The clove flower bud is most certainly a smell of Christmas with its energising and warming aromas. Mulled wine, gravy spice, candle essence - it's a wonderful multi-use ingredient for all things festive.

Cloves are native to Indonesia where 80% of clove trees (of the tree family Myrtaceae) are harvested. If you have ever visited Indonesia have surely smelt clove wafting through the air which is mostly due to the special clove or kretek cigarettes smoked there. The word clove however comes from the French word clou, which means nail, for its resemblance to the domestic size fasteners.

Though grown predominantly in Indonesia clove is somewhat of a global spice, used for incense in Japan, to flavour rice in India, added to other spices in Mexico, mixed with cardamoms for tea in Europe and used as a painkiller in Chinese medicine.

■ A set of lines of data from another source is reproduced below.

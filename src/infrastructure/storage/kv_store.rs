use serde::Serialize;
use serde::de::DeserializeOwned;

use crate::shared::constants::DEFAULT_STORAGE_PREFIX;
use crate::shared::errors::StorageError;
use crate::shared::logging;

use super::memory::MemoryBackend;

const PROBE_KEY: &str = "__storage_probe__";

/// Raw string store underneath `KeyValueStore`
pub trait StorageBackend {
    fn get_item(&self, key: &str) -> Result<Option<String>, StorageError>;
    fn set_item(&self, key: &str, value: &str) -> Result<(), StorageError>;
    fn remove_item(&self, key: &str) -> Result<(), StorageError>;
}

#[cfg(not(target_arch = "wasm32"))]
pub type SharedBackend = std::sync::Arc<dyn StorageBackend + Send + Sync>;

#[cfg(target_arch = "wasm32")]
pub type SharedBackend = std::rc::Rc<dyn StorageBackend>;

/// Wrap a backend for sharing between the store's clones
#[cfg(not(target_arch = "wasm32"))]
pub fn share<B: StorageBackend + Send + Sync + 'static>(backend: B) -> SharedBackend {
    std::sync::Arc::new(backend)
}

#[cfg(target_arch = "wasm32")]
pub fn share<B: StorageBackend + 'static>(backend: B) -> SharedBackend {
    std::rc::Rc::new(backend)
}

/// Typed, namespaced, failure-tolerant store.
///
/// Cloning is cheap and every clone talks to the same backend.
#[derive(Clone)]
pub struct KeyValueStore {
    backend: Option<SharedBackend>,
    prefix: String,
}

impl KeyValueStore {
    /// Build a store and probe the backend once.
    ///
    /// If the probe fails the store stays disabled for its whole lifetime.
    pub fn new(backend: SharedBackend, prefix: impl Into<String>) -> Self {
        let prefix = prefix.into();

        let backend = match probe(backend.as_ref(), &prefix) {
            Ok(()) => Some(backend),
            Err(e) => {
                logging::log_storage_unavailable(&prefix, &e.to_string());
                None
            }
        };

        Self { backend, prefix }
    }

    /// A store that never persists anything
    pub fn disabled(prefix: impl Into<String>) -> Self {
        Self {
            backend: None,
            prefix: prefix.into(),
        }
    }

    /// Ephemeral store backed by memory with the default prefix
    pub fn in_memory() -> Self {
        Self::new(share(MemoryBackend::new()), DEFAULT_STORAGE_PREFIX)
    }

    pub fn is_available(&self) -> bool {
        self.backend.is_some()
    }

    pub fn prefix(&self) -> &str {
        &self.prefix
    }

    fn full_key(&self, key: &str) -> String {
        format!("{}{}", self.prefix, key)
    }

    /// Read and deserialize a value. Missing, unreadable or malformed
    /// entries all yield `None`.
    pub fn get<T: DeserializeOwned>(&self, key: &str) -> Option<T> {
        let backend = self.backend.as_ref()?;
        let full_key = self.full_key(key);

        let raw = match backend.get_item(&full_key) {
            Ok(raw) => raw?,
            Err(e) => {
                logging::log_storage_failure("get", &full_key, &e.to_string());
                return None;
            }
        };

        match serde_json::from_str(&raw) {
            Ok(value) => Some(value),
            Err(e) => {
                logging::log_storage_failure("decode", &full_key, &e.to_string());
                None
            }
        }
    }

    /// Serialize and write a value; failures are logged and ignored
    pub fn set<T: Serialize + ?Sized>(&self, key: &str, value: &T) {
        let Some(backend) = self.backend.as_ref() else {
            return;
        };
        let full_key = self.full_key(key);

        let raw = match serde_json::to_string(value) {
            Ok(raw) => raw,
            Err(e) => {
                logging::log_storage_failure("encode", &full_key, &e.to_string());
                return;
            }
        };

        if let Err(e) = backend.set_item(&full_key, &raw) {
            logging::log_storage_failure("set", &full_key, &e.to_string());
        }
    }

    pub fn remove(&self, key: &str) {
        let Some(backend) = self.backend.as_ref() else {
            return;
        };
        let full_key = self.full_key(key);

        if let Err(e) = backend.remove_item(&full_key) {
            logging::log_storage_failure("remove", &full_key, &e.to_string());
        }
    }
}

impl std::fmt::Debug for KeyValueStore {
    fn fmt(&self, f: &mut std::fmt::Formatter<'_>) -> std::fmt::Result {
        f.debug_struct("KeyValueStore")
            .field("prefix", &self.prefix)
            .field("available", &self.is_available())
            .finish()
    }
}

fn probe(backend: &dyn StorageBackend, prefix: &str) -> Result<(), StorageError> {
    let key = format!("{}{}", prefix, PROBE_KEY);
    backend.set_item(&key, "1")?;
    backend.remove_item(&key)
}

#[cfg(test)]
mod tests {
    use super::*;
    use serde::Deserialize;

    #[derive(Debug, PartialEq, Serialize, Deserialize)]
    struct Sample {
        name: String,
        count: u32,
    }

    #[test]
    fn test_typed_roundtrip_is_prefixed() {
        let backend = MemoryBackend::new();
        let store = KeyValueStore::new(share(backend.clone()), "test_");

        store.set("sample", &Sample { name: "a".into(), count: 3 });

        assert_eq!(
            store.get::<Sample>("sample"),
            Some(Sample { name: "a".into(), count: 3 })
        );
        assert!(backend.get_item("test_sample").unwrap().is_some());
        assert!(backend.get_item("sample").unwrap().is_none());
    }

    #[test]
    fn test_probe_key_is_not_left_behind() {
        let backend = MemoryBackend::new();
        let _store = KeyValueStore::new(share(backend.clone()), "test_");

        assert!(backend.is_empty());
    }

    #[test]
    fn test_missing_and_malformed_values_are_none() {
        let backend = MemoryBackend::new();
        let store = KeyValueStore::new(share(backend.clone()), "test_");

        backend.set_item("test_broken", "{not json").unwrap();

        assert_eq!(store.get::<Sample>("absent"), None);
        assert_eq!(store.get::<Sample>("broken"), None);
    }

    #[test]
    fn test_remove() {
        let store = KeyValueStore::in_memory();
        store.set("flag", &true);
        store.remove("flag");

        assert_eq!(store.get::<bool>("flag"), None);
    }

    #[test]
    fn test_unavailable_backend_is_silent_noop() {
        let store = KeyValueStore::new(share(MemoryBackend::unavailable()), "test_");

        assert!(!store.is_available());
        store.set("flag", &true);
        store.remove("flag");
        assert_eq!(store.get::<bool>("flag"), None);
    }

    #[test]
    fn test_quota_exceeded_keeps_previous_value() {
        let backend = MemoryBackend::with_quota(64);
        let store = KeyValueStore::new(share(backend), "q_");

        store.set("small", "ok");
        store.set("small", &"x".repeat(500));

        assert!(store.is_available());
        assert_eq!(store.get::<String>("small").as_deref(), Some("ok"));
    }

    #[test]
    fn test_disabled_store() {
        let store = KeyValueStore::disabled("off_");
        store.set("n", &1);

        assert!(!store.is_available());
        assert_eq!(store.get::<i32>("n"), None);
        assert_eq!(store.prefix(), "off_");
    }
}
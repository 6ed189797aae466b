//! JSON file backend for native clients
//!
//! Entries live in memory and the whole map is rewritten on every change
//! (temp file + rename so a crash never leaves a truncated store).

use std::collections::BTreeMap;
use std::path::PathBuf;

use dashmap::DashMap;

use crate::shared::errors::StorageError;

use super::kv_store::StorageBackend;

#[derive(Debug)]
pub struct FileBackend {
    path: PathBuf,
    entries: DashMap<String, String>,
}

impl FileBackend {
    /// Open (or create) the store file at `path`.
    ///
    /// A corrupted file is treated as empty and overwritten on the next write.
    pub fn open(path: impl Into<PathBuf>) -> Result<Self, StorageError> {
        let path = path.into();

        if let Some(parent) = path.parent() {
            if !parent.as_os_str().is_empty() {
                std::fs::create_dir_all(parent)?;
            }
        }

        let entries = DashMap::new();
        if path.exists() {
            let content = std::fs::read_to_string(&path)?;
            match serde_json::from_str::<BTreeMap<String, String>>(&content) {
                Ok(map) => {
                    for (key, value) in map {
                        entries.insert(key, value);
                    }
                }
                Err(e) => {
                    tracing::warn!(
                        path = %path.display(),
                        error = %e,
                        "Store file is corrupted - starting empty"
                    );
                }
            }
        }

        Ok(Self { path, entries })
    }

    /// `<data dir>/assistant-widget/store.json`
    pub fn default_path() -> Option<PathBuf> {
        dirs::data_dir().map(|dir| dir.join("assistant-widget").join("store.json"))
    }

    fn flush(&self) -> Result<(), StorageError> {
        let snapshot: BTreeMap<String, String> = self
            .entries
            .iter()
            .map(|entry| (entry.key().clone(), entry.value().clone()))
            .collect();
        let json = serde_json::to_string_pretty(&snapshot)?;

        let tmp_path = self.path.with_extension("json.tmp");
        std::fs::write(&tmp_path, json)?;
        std::fs::rename(&tmp_path, &self.path)?;
        Ok(())
    }
}

impl StorageBackend for FileBackend {
    fn get_item(&self, key: &str) -> Result<Option<String>, StorageError> {
        Ok(self.entries.get(key).map(|value| value.clone()))
    }

    fn set_item(&self, key: &str, value: &str) -> Result<(), StorageError> {
        let previous = self.entries.insert(key.to_string(), value.to_string());
        if let Err(e) = self.flush() {
            // Keep memory consistent with what is on disk
            match previous {
                Some(old) => self.entries.insert(key.to_string(), old),
                None => self.entries.remove(key).map(|(_, v)| v),
            };
            return Err(e);
        }
        Ok(())
    }

    fn remove_item(&self, key: &str) -> Result<(), StorageError> {
        if self.entries.remove(key).is_some() {
            self.flush()?;
        }
        Ok(())
    }
}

Another of nature's healing gifts, cloves can be used topically as an essential oil to the stomach or ingested when infused as tea to ease digestive problems. It can have a similar warming affect on the spleen and kidneys and has been used to settle morning sickness and diarrhoea.

Clove can be found in many natural skin products as it works well to reduce skin sensitivity. Applied in diluted form as an oil or moisturiser, the healing properties of clove can also help acne, severe burns and skin irritations. It is also used to ease dental pain.

Pregnant women and small children should avoid in large quantities as it is a powerful spice and can lead to changes in liver function, dyspnoea and hallucination.